(Stored data)
↓↓↓
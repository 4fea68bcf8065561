//! Per-frame matrix composition.
//!
//! [`FramePlan::compose`] turns a [`SceneState`] into everything the GPU pass
//! needs for one frame. It does no GPU work itself.

use glam::{Mat4, Vec3};

use crate::config::ViewerConfig;
use crate::scene::SceneState;

/// Fixed tilt applied to every cube so the default view reads as 2.5D.
const TILT_Y_DEGREES: f32 = 45.0;
const TILT_X_DEGREES: f32 = 30.0;

/// Matrices and draw flags for a single frame.
#[derive(Clone, Debug, PartialEq)]
pub struct FramePlan {
    pub view: Mat4,
    pub projection: Mat4,
    /// One model matrix per instance, in instance order.
    pub models: Vec<Mat4>,
    pub camera_position: Vec3,
    pub wireframe: bool,
    pub show_axes: bool,
}

impl FramePlan {
    pub fn compose(scene: &SceneState, config: &ViewerConfig) -> Self {
        let view = scene.camera.view_matrix();
        let projection = scene
            .camera
            .projection_matrix(config.aspect(), config.near, config.far);

        let [rx, ry, rz] = scene.rotation_degrees().map(f32::to_radians);
        let shared = Mat4::from_rotation_x(rx)
            * Mat4::from_rotation_y(ry)
            * Mat4::from_rotation_z(rz)
            * Mat4::from_translation(scene.transform.translation)
            * Mat4::from_scale(Vec3::splat(scene.transform.scale))
            * Mat4::from_rotation_y(TILT_Y_DEGREES.to_radians())
            * Mat4::from_rotation_x(TILT_X_DEGREES.to_radians());

        let models = scene
            .instances
            .positions()
            .iter()
            .map(|&position| Mat4::from_translation(position) * shared)
            .collect();

        Self {
            view,
            projection,
            models,
            camera_position: scene.camera.position,
            wireframe: scene.wireframe,
            show_axes: scene.show_axes,
        }
    }

    pub fn view_proj(&self) -> Mat4 {
        self.projection * self.view
    }
}
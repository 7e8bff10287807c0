//! C-ABI wrapper around `todo-core`.
//!
//! # Overview
//! Exposes the todo store to a host view layer through `extern "C"`
//! functions: open a store, forward user intents (add, toggle, update,
//! delete, clear completed, set filter) and read back the filtered view and
//! statistics. The host owns rendering and input; this crate owns the state.
//!
//! # Design
//! - Every `extern "C"` function wraps its body in `catch_unwind` so panics
//!   never cross the FFI boundary. The store is wrapped in `AssertUnwindSafe`
//!   because its storage handle holds interior mutability.
//! - Null or malformed arguments degrade to the same result an unknown id
//!   would produce: null, `false` or zero. Nothing here reports an error.
//! - The C caller owns all returned pointers and must call the matching
//!   `todo_free_*` / `todo_store_free` function to release them.

pub mod types;

use std::ffi::CStr;
use std::os::raw::c_char;
use std::panic::{catch_unwind, AssertUnwindSafe};

use todo_core::{FileStorage, MemoryStorage, Storage, StorageConfig, TodoStore};
use tracing_subscriber::EnvFilter;
use uuid::Uuid;

use types::*;

/// Borrow a C string as UTF-8. Null or invalid UTF-8 yields `None`.
fn read_str<'a>(ptr: *const c_char) -> Option<&'a str> {
    if ptr.is_null() {
        return None;
    }
    unsafe { CStr::from_ptr(ptr) }.to_str().ok()
}

fn read_id(ptr: *const c_char) -> Option<Uuid> {
    read_str(ptr).and_then(|s| Uuid::parse_str(s).ok())
}

fn into_handle(storage: Box<dyn Storage>) -> *mut FfiTodoStore {
    Box::into_raw(Box::new(FfiTodoStore {
        inner: TodoStore::open(storage),
    }))
}

// ---------------------------------------------------------------------------
// Logging
// ---------------------------------------------------------------------------

/// Install a global `tracing` subscriber writing to stderr.
///
/// `filter` is an `EnvFilter` directive such as `"todo_core=debug"`; null
/// means `"info"`. Returns false if the directive is invalid or a subscriber
/// is already installed.
#[unsafe(no_mangle)]
pub extern "C" fn todo_init_logging(filter: *const c_char) -> bool {
    catch_unwind(|| {
        let directive = if filter.is_null() {
            "info"
        } else {
            match read_str(filter) {
                Some(s) => s,
                None => return false,
            }
        };
        let Ok(env_filter) = EnvFilter::try_new(directive) else {
            return false;
        };
        tracing_subscriber::fmt()
            .with_env_filter(env_filter)
            .with_writer(std::io::stderr)
            .try_init()
            .is_ok()
    })
    .unwrap_or(false)
}

// ---------------------------------------------------------------------------
// Store lifecycle
// ---------------------------------------------------------------------------

/// Open a store persisted to `<dir>/<key>.json`, restoring any saved todos.
///
/// `key` may be null to use the default key `todos`. Returns null if `dir`
/// is null, either string is not UTF-8, or the key cannot name a file.
/// The caller must free the returned pointer with `todo_store_free`.
#[unsafe(no_mangle)]
pub extern "C" fn todo_store_open(dir: *const c_char, key: *const c_char) -> *mut FfiTodoStore {
    catch_unwind(|| {
        let Some(dir) = read_str(dir) else {
            return std::ptr::null_mut();
        };
        let mut config = StorageConfig::new(dir);
        if !key.is_null() {
            match read_str(key) {
                Some(key) => config = config.with_key(key),
                None => return std::ptr::null_mut(),
            }
        }
        match FileStorage::from_config(&config) {
            Ok(storage) => into_handle(Box::new(storage)),
            Err(e) => {
                tracing::warn!("cannot open todo store: {e}");
                std::ptr::null_mut()
            }
        }
    })
    .unwrap_or(std::ptr::null_mut())
}

/// Open a store that keeps its entry in memory only.
///
/// The caller must free the returned pointer with `todo_store_free`.
#[unsafe(no_mangle)]
pub extern "C" fn todo_store_open_in_memory() -> *mut FfiTodoStore {
    catch_unwind(|| into_handle(Box::new(MemoryStorage::new()))).unwrap_or(std::ptr::null_mut())
}

/// Free a store created by `todo_store_open*`. Safe to call with null.
#[unsafe(no_mangle)]
pub extern "C" fn todo_store_free(store: *mut FfiTodoStore) {
    if !store.is_null() {
        let _ = catch_unwind(AssertUnwindSafe(|| {
            drop(unsafe { Box::from_raw(store) });
        }));
    }
}

// ---------------------------------------------------------------------------
// Intents
// ---------------------------------------------------------------------------

/// Add a todo with `text` (trimmed).
///
/// Returns the new id as a string, or null if `store` is null or `text` is
/// blank. The caller must free the returned string with `todo_free_string`.
#[unsafe(no_mangle)]
pub extern "C" fn todo_store_add(store: *mut FfiTodoStore, text: *const c_char) -> *mut c_char {
    catch_unwind(AssertUnwindSafe(|| {
        if store.is_null() {
            return std::ptr::null_mut();
        }
        let store = unsafe { &mut *store };
        let Some(text) = read_str(text) else {
            return std::ptr::null_mut();
        };
        match store.inner.add(text) {
            Some(id) => into_c_string(id.to_string()),
            None => std::ptr::null_mut(),
        }
    }))
    .unwrap_or(std::ptr::null_mut())
}

/// Flip completion of the todo `id`. Returns whether a todo changed.
#[unsafe(no_mangle)]
pub extern "C" fn todo_store_toggle(store: *mut FfiTodoStore, id: *const c_char) -> bool {
    catch_unwind(AssertUnwindSafe(|| {
        if store.is_null() {
            return false;
        }
        let store = unsafe { &mut *store };
        read_id(id).is_some_and(|id| store.inner.toggle(id))
    }))
    .unwrap_or(false)
}

/// Commit an edit of todo `id`. Blank or unchanged text is ignored.
/// Returns whether a todo changed.
#[unsafe(no_mangle)]
pub extern "C" fn todo_store_update(
    store: *mut FfiTodoStore,
    id: *const c_char,
    text: *const c_char,
) -> bool {
    catch_unwind(AssertUnwindSafe(|| {
        if store.is_null() {
            return false;
        }
        let store = unsafe { &mut *store };
        match (read_id(id), read_str(text)) {
            (Some(id), Some(text)) => store.inner.update(id, text),
            _ => false,
        }
    }))
    .unwrap_or(false)
}

/// Delete todo `id`. Returns whether a todo was removed.
#[unsafe(no_mangle)]
pub extern "C" fn todo_store_delete(store: *mut FfiTodoStore, id: *const c_char) -> bool {
    catch_unwind(AssertUnwindSafe(|| {
        if store.is_null() {
            return false;
        }
        let store = unsafe { &mut *store };
        read_id(id).is_some_and(|id| store.inner.delete(id))
    }))
    .unwrap_or(false)
}

/// Delete every completed todo. Returns how many were removed.
#[unsafe(no_mangle)]
pub extern "C" fn todo_store_clear_completed(store: *mut FfiTodoStore) -> u32 {
    catch_unwind(AssertUnwindSafe(|| {
        if store.is_null() {
            return 0;
        }
        let store = unsafe { &mut *store };
        u32::try_from(store.inner.clear_completed()).unwrap_or(u32::MAX)
    }))
    .unwrap_or(0)
}

/// Select which todos `todo_store_filtered_view` returns.
///
/// `filter` is an `FfiFilter` discriminant. Returns false if `store` is null
/// or the discriminant is unknown; the active filter is then unchanged.
#[unsafe(no_mangle)]
pub extern "C" fn todo_store_set_filter(store: *mut FfiTodoStore, filter: u32) -> bool {
    catch_unwind(AssertUnwindSafe(|| {
        if store.is_null() {
            return false;
        }
        let store = unsafe { &mut *store };
        match FfiFilter::from_raw(filter) {
            Some(f) => {
                store.inner.set_filter(f.into());
                true
            }
            None => false,
        }
    }))
    .unwrap_or(false)
}

// ---------------------------------------------------------------------------
// Reads
// ---------------------------------------------------------------------------

/// The active filter. Returns `All` if `store` is null.
#[unsafe(no_mangle)]
pub extern "C" fn todo_store_get_filter(store: *const FfiTodoStore) -> FfiFilter {
    catch_unwind(AssertUnwindSafe(|| {
        if store.is_null() {
            return FfiFilter::All;
        }
        let store = unsafe { &*store };
        store.inner.filter().into()
    }))
    .unwrap_or(FfiFilter::All)
}

/// Counts over the whole collection. All zero if `store` is null.
#[unsafe(no_mangle)]
pub extern "C" fn todo_store_stats(store: *const FfiTodoStore) -> FfiTodoStats {
    catch_unwind(AssertUnwindSafe(|| {
        if store.is_null() {
            return FfiTodoStats::default();
        }
        let store = unsafe { &*store };
        store.inner.stats().into()
    }))
    .unwrap_or_default()
}

/// Todos matching the active filter, newest first.
///
/// Returns null only if `store` is null; an empty view is a list with
/// `len == 0`. The caller must free the list with `todo_free_list`.
#[unsafe(no_mangle)]
pub extern "C" fn todo_store_filtered_view(store: *const FfiTodoStore) -> *mut FfiTodoList {
    catch_unwind(AssertUnwindSafe(|| {
        if store.is_null() {
            return std::ptr::null_mut();
        }
        let store = unsafe { &*store };
        FfiTodoList::from_todos(store.inner.filtered_view())
    }))
    .unwrap_or(std::ptr::null_mut())
}

// ---------------------------------------------------------------------------
// Free functions
// ---------------------------------------------------------------------------

/// Free a list returned by `todo_store_filtered_view`. Safe to call with null.
#[unsafe(no_mangle)]
pub extern "C" fn todo_free_list(list: *mut FfiTodoList) {
    if list.is_null() {
        return;
    }
    let _ = catch_unwind(|| FfiTodoList::free(list));
}

/// Free a C string allocated by this library. Safe to call with null.
#[unsafe(no_mangle)]
pub extern "C" fn todo_free_string(s: *mut c_char) {
    if !s.is_null() {
        let _ = catch_unwind(|| {
            drop(unsafe { std::ffi::CString::from_raw(s) });
        });
    }
}

// ---------------------------------------------------------------------------
// Unit tests
// ---------------------------------------------------------------------------
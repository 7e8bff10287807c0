//! Time source for record timestamps.

use chrono::{DateTime, SubsecRound, Utc};

/// Supplies "now" to the store. Swapped out in tests to make timestamps
/// deterministic.
pub trait Clock {
    fn now(&self) -> DateTime<Utc>;
}

/// Wall clock, truncated to milliseconds so persisted timestamps match the
/// precision browsers wrote into the same entry.
#[derive(Debug, Clone, Copy, Default)]
pub struct SystemClock;

impl Clock for SystemClock {
    fn now(&self) -> DateTime<Utc> {
        Utc::now().trunc_subsecs(3)
    }
}

impl<F> Clock for F
where
    F: Fn() -> DateTime<Utc>,
{
    fn now(&self) -> DateTime<Utc> {
        self()
    }
}
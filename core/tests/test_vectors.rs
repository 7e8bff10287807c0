//! Verify restore and operation behavior against JSON test vectors stored in
//! `test-vectors/`.
//!
//! `persisted.json` pairs raw entry payloads with the records the store must
//! restore from them. `scenarios.json` drives operation sequences against a
//! fresh store. Comparisons use parsed JSON and `TodoRecord` values, never raw
//! strings, so field ordering does not matter.

use std::collections::HashMap;

use todo_core::codec::{self, TodoRecord};
use todo_core::{Filter, MemoryStorage, Storage, TodoStats, TodoStore};
use uuid::Uuid;

fn records(store: &TodoStore<MemoryStorage>) -> Vec<TodoRecord> {
    store.todos().iter().map(TodoRecord::from).collect()
}

// ---------------------------------------------------------------------------
// Persisted payloads
// ---------------------------------------------------------------------------

#[test]
fn valid_payload_vectors() {
    let raw = include_str!("../../test-vectors/persisted.json");
    let vectors: serde_json::Value = serde_json::from_str(raw).unwrap();

    for case in vectors["valid"].as_array().unwrap() {
        let name = case["name"].as_str().unwrap();
        let payload = case["raw"].as_str().unwrap();
        let expected: Vec<TodoRecord> = serde_json::from_value(case["expected"].clone()).unwrap();

        let storage = MemoryStorage::with_entry(payload);
        let store = TodoStore::open(storage.clone());
        assert_eq!(records(&store), expected, "{name}: restored records");

        // Re-encoding the restored collection yields the canonical form.
        let reencoded: serde_json::Value =
            serde_json::from_str(&codec::encode(store.todos()).unwrap()).unwrap();
        assert_eq!(reencoded, case["expected"], "{name}: canonical encoding");
        assert_eq!(storage.writes(), 0, "{name}: restore must not write");
    }
}

#[test]
fn invalid_payload_vectors() {
    let raw = include_str!("../../test-vectors/persisted.json");
    let vectors: serde_json::Value = serde_json::from_str(raw).unwrap();

    for case in vectors["invalid"].as_array().unwrap() {
        let name = case["name"].as_str().unwrap();
        let payload = case["raw"].as_str().unwrap();

        let storage = MemoryStorage::with_entry(payload);
        assert!(storage.load().is_err(), "{name}: load should fail");

        let store = TodoStore::open(storage);
        assert!(store.todos().is_empty(), "{name}: store should start empty");
        assert_eq!(store.stats(), TodoStats::default(), "{name}: stats");
    }
}

// ---------------------------------------------------------------------------
// Operation scenarios
// ---------------------------------------------------------------------------

fn resolve(ids: &HashMap<String, Uuid>, step: &serde_json::Value) -> Uuid {
    let name = step["ref"].as_str().unwrap();
    ids.get(name).copied().unwrap_or_else(Uuid::new_v4)
}

fn expect_state(
    name: &str,
    index: usize,
    store: &TodoStore<MemoryStorage>,
    step: &serde_json::Value,
) {
    if let Some(texts) = step.get("texts") {
        let actual: Vec<&str> = store.todos().iter().map(|t| t.text()).collect();
        let expected: Vec<&str> = texts
            .as_array()
            .unwrap()
            .iter()
            .map(|t| t.as_str().unwrap())
            .collect();
        assert_eq!(actual, expected, "{name} step {index}: texts");
    }
    if let Some(completed) = step.get("completed") {
        let actual: Vec<bool> = store.todos().iter().map(|t| t.completed()).collect();
        let expected: Vec<bool> = serde_json::from_value(completed.clone()).unwrap();
        assert_eq!(actual, expected, "{name} step {index}: completed");
    }
    if let Some(view) = step.get("view") {
        let actual: Vec<&str> = store.filtered_view().iter().map(|t| t.text()).collect();
        let expected: Vec<&str> = view
            .as_array()
            .unwrap()
            .iter()
            .map(|t| t.as_str().unwrap())
            .collect();
        assert_eq!(actual, expected, "{name} step {index}: filtered view");
    }
    if let Some(stats) = step.get("stats") {
        let expected: TodoStats = serde_json::from_value(stats.clone()).unwrap();
        assert_eq!(store.stats(), expected, "{name} step {index}: stats");
    }
}

#[test]
fn scenario_vectors() {
    let raw = include_str!("../../test-vectors/scenarios.json");
    let vectors: serde_json::Value = serde_json::from_str(raw).unwrap();

    for case in vectors["cases"].as_array().unwrap() {
        let name = case["name"].as_str().unwrap();
        let storage = MemoryStorage::new();
        let mut store = TodoStore::open(storage.clone());
        let mut ids: HashMap<String, Uuid> = HashMap::new();

        for (index, step) in case["steps"].as_array().unwrap().iter().enumerate() {
            let changed = step.get("changed").and_then(|c| c.as_bool());
            match step["op"].as_str().unwrap() {
                "add" => {
                    if let Some(id) = store.add(step["text"].as_str().unwrap()) {
                        ids.insert(step["as"].as_str().unwrap().to_string(), id);
                    }
                }
                "toggle" => {
                    let id = resolve(&ids, step);
                    assert_eq!(Some(store.toggle(id)), changed, "{name} step {index}: toggle");
                }
                "update" => {
                    let id = resolve(&ids, step);
                    let text = step["text"].as_str().unwrap();
                    assert_eq!(
                        Some(store.update(id, text)),
                        changed,
                        "{name} step {index}: update"
                    );
                }
                "delete" => {
                    let id = resolve(&ids, step);
                    assert_eq!(Some(store.delete(id)), changed, "{name} step {index}: delete");
                }
                "clear_completed" => {
                    let removed = store.clear_completed();
                    assert_eq!(
                        removed as u64,
                        step["removed"].as_u64().unwrap(),
                        "{name} step {index}: removed"
                    );
                }
                "set_filter" => {
                    let filter: Filter = step["filter"].as_str().unwrap().parse().unwrap();
                    store.set_filter(filter);
                }
                "expect" => expect_state(name, index, &store, step),
                other => panic!("{name}: unknown op: {other}"),
            }
        }

        // Whatever the scenario did, storage holds exactly the live collection.
        let persisted: Vec<TodoRecord> = storage
            .load()
            .unwrap()
            .iter()
            .map(TodoRecord::from)
            .collect();
        assert_eq!(persisted, records(&store), "{name}: persisted state");
    }
}
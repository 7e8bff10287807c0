//! Where the durable entry lives.

use std::path::PathBuf;

use serde::{Deserialize, Serialize};

use crate::error::StorageError;

/// Name of the entry when none is configured.
pub const DEFAULT_KEY: &str = "todos";

/// Location of the single persisted entry: `<dir>/<key>.json`.
#[derive(Debug, Clone, PartialEq, Eq, Serialize, Deserialize)]
#[serde(default)]
pub struct StorageConfig {
    pub dir: PathBuf,
    pub key: String,
}

impl Default for StorageConfig {
    fn default() -> Self {
        Self {
            dir: PathBuf::from("."),
            key: DEFAULT_KEY.to_string(),
        }
    }
}

impl StorageConfig {
    pub fn new(dir: impl Into<PathBuf>) -> Self {
        Self {
            dir: dir.into(),
            ..Self::default()
        }
    }

    pub fn with_key(mut self, key: impl Into<String>) -> Self {
        self.key = key.into();
        self
    }

    /// The key must name a single file inside `dir`.
    pub fn validate(&self) -> Result<(), StorageError> {
        let key = self.key.as_str();
        if key.is_empty() || key == "." || key == ".." || key.contains(['/', '\\', '\0']) {
            return Err(StorageError::InvalidKey(self.key.clone()));
        }
        Ok(())
    }

    pub fn entry_path(&self) -> PathBuf {
        self.dir.join(format!("{}.json", self.key))
    }
}
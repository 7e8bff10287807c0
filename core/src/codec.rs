//! JSON encoding of the persisted collection.
//!
//! # Design
//! The persisted form is a JSON array of `TodoRecord` objects with camelCase
//! keys and RFC 3339 timestamp strings. Decoding is an explicit two-step
//! process: serde checks the shape, then `TodoRecord::into_todo` checks every
//! invariant a live `Todo` carries. Surrounding blanks in text are trimmed
//! rather than rejected. Any failure rejects the whole payload so the store
//! never holds a partially restored collection.

use std::collections::HashSet;

use chrono::{DateTime, SecondsFormat, Utc};
use serde::{Deserialize, Serialize};
use uuid::Uuid;

use crate::error::StorageError;
use crate::types::{trim_text, Todo};

/// Wire shape of one persisted todo.
#[derive(Debug, Clone, PartialEq, Eq, Serialize, Deserialize)]
#[serde(rename_all = "camelCase")]
pub struct TodoRecord {
    pub id: String,
    pub text: String,
    pub completed: bool,
    pub created_at: String,
    pub updated_at: String,
}

impl From<&Todo> for TodoRecord {
    fn from(todo: &Todo) -> Self {
        Self {
            id: todo.id().hyphenated().to_string(),
            text: todo.text().to_string(),
            completed: todo.completed(),
            created_at: format_timestamp(todo.created_at()),
            updated_at: format_timestamp(todo.updated_at()),
        }
    }
}

impl TodoRecord {
    /// Validate the record and turn it into a live `Todo`. `index` is only
    /// used for error reporting.
    pub fn into_todo(self, index: usize) -> Result<Todo, StorageError> {
        let id = Uuid::parse_str(&self.id)
            .map_err(|e| StorageError::invalid(index, format!("bad id {:?}: {e}", self.id)))?;
        let text = trim_text(&self.text);
        if text.is_empty() {
            return Err(StorageError::invalid(index, "empty text"));
        }
        let text = text.to_string();
        let created_at = parse_timestamp(&self.created_at)
            .map_err(|e| StorageError::invalid(index, format!("bad createdAt: {e}")))?;
        let updated_at = parse_timestamp(&self.updated_at)
            .map_err(|e| StorageError::invalid(index, format!("bad updatedAt: {e}")))?;
        if updated_at < created_at {
            return Err(StorageError::invalid(index, "updatedAt precedes createdAt"));
        }
        Ok(Todo::restore(id, text, self.completed, created_at, updated_at))
    }
}

/// Serialize the collection, preserving order.
pub fn encode(todos: &[Todo]) -> Result<String, StorageError> {
    let records: Vec<TodoRecord> = todos.iter().map(TodoRecord::from).collect();
    serde_json::to_string(&records).map_err(StorageError::Encode)
}

/// Parse and validate a persisted collection, preserving order.
pub fn decode(raw: &str) -> Result<Vec<Todo>, StorageError> {
    let records: Vec<TodoRecord> = serde_json::from_str(raw).map_err(StorageError::Decode)?;
    let mut seen = HashSet::with_capacity(records.len());
    let mut todos = Vec::with_capacity(records.len());
    for (index, record) in records.into_iter().enumerate() {
        let todo = record.into_todo(index)?;
        if !seen.insert(todo.id()) {
            return Err(StorageError::invalid(
                index,
                format!("duplicate id {}", todo.id()),
            ));
        }
        todos.push(todo);
    }
    Ok(todos)
}

/// RFC 3339 in UTC with a `Z` suffix and only as many fractional digits as
/// the value needs, so any timestamp survives a round trip exactly.
pub fn format_timestamp(ts: DateTime<Utc>) -> String {
    ts.to_rfc3339_opts(SecondsFormat::AutoSi, true)
}

pub fn parse_timestamp(raw: &str) -> Result<DateTime<Utc>, chrono::ParseError> {
    DateTime::parse_from_rfc3339(raw).map(|ts| ts.with_timezone(&Utc))
}
//! Command-line interface definitions for the weekly digest.
//!
//! Every flag is optional: anything left out falls back to the YAML config file
//! (if `--config` is given) and then to the built-in defaults.

use clap::Parser;
use std::path::PathBuf;

/// Command-line arguments for the weekly digest.
///
/// # Examples
///
/// ```sh
/// # Defaults: feeds.txt in, docs/ out
/// weekly_digest
///
/// # Explicit paths and a bigger digest
/// weekly_digest --feeds feeds.txt --output-dir site --max-articles 3
///
/// # Settings from a file, one override
/// weekly_digest --config digest.yaml --window-days 14
/// ```
#[derive(Parser, Debug)]
#[command(author, version, about)]
pub struct Cli {
    /// Newline-delimited list of feed URLs
    #[arg(short, long)]
    pub feeds: Option<PathBuf>,

    /// Directory for index.html, archive.json and state.json
    #[arg(short, long)]
    pub output_dir: Option<PathBuf>,

    /// Optional path to a YAML config file
    #[arg(short, long)]
    pub config: Option<PathBuf>,

    /// Only keep articles published within this many days
    #[arg(long)]
    pub window_days: Option<i64>,

    /// Maximum number of articles per run
    #[arg(long)]
    pub max_articles: Option<usize>,

    /// Timeout for downloading a feed, in seconds
    #[arg(long)]
    pub feed_timeout_secs: Option<u64>,

    /// Summarization endpoint URL
    #[arg(long, env = "SUMMARIZER_URL")]
    pub summarizer_url: Option<String>,

    /// Timeout for one summarization call, in seconds
    #[arg(long)]
    pub summarizer_timeout_secs: Option<u64>,

    /// Run against a scratch copy of the state and write nothing
    #[arg(long)]
    pub dry_run: bool,
}

#[cfg(test)]
mod tests {
    use super::*;

    #[test]
    fn test_cli_parsing() {
        let cli = Cli::parse_from([
            "weekly_digest",
            "--feeds",
            "./feeds.txt",
            "--output-dir",
            "./docs",
            "--window-days",
            "10",
        ]);

        assert_eq!(cli.feeds, Some(PathBuf::from("./feeds.txt")));
        assert_eq!(cli.output_dir, Some(PathBuf::from("./docs")));
        assert_eq!(cli.window_days, Some(10));
        assert_eq!(cli.max_articles, None);
    }

    #[test]
    fn test_cli_short_flags() {
        let cli = Cli::parse_from(["weekly_digest", "-f", "/tmp/f.txt", "-o", "/tmp/site", "-c", "d.yaml"]);

        assert_eq!(cli.feeds, Some(PathBuf::from("/tmp/f.txt")));
        assert_eq!(cli.output_dir, Some(PathBuf::from("/tmp/site")));
        assert_eq!(cli.config, Some(PathBuf::from("d.yaml")));
    }

    #[test]
    fn test_cli_rejects_non_numeric_cap() {
        assert!(Cli::try_parse_from(["weekly_digest", "--max-articles", "two"]).is_err());
    }
}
↑↑↑
- THE PROBLEM -
Tell how many lines above include "FileStorage", and add no other text.

- COMPLETED EXERCISE -
2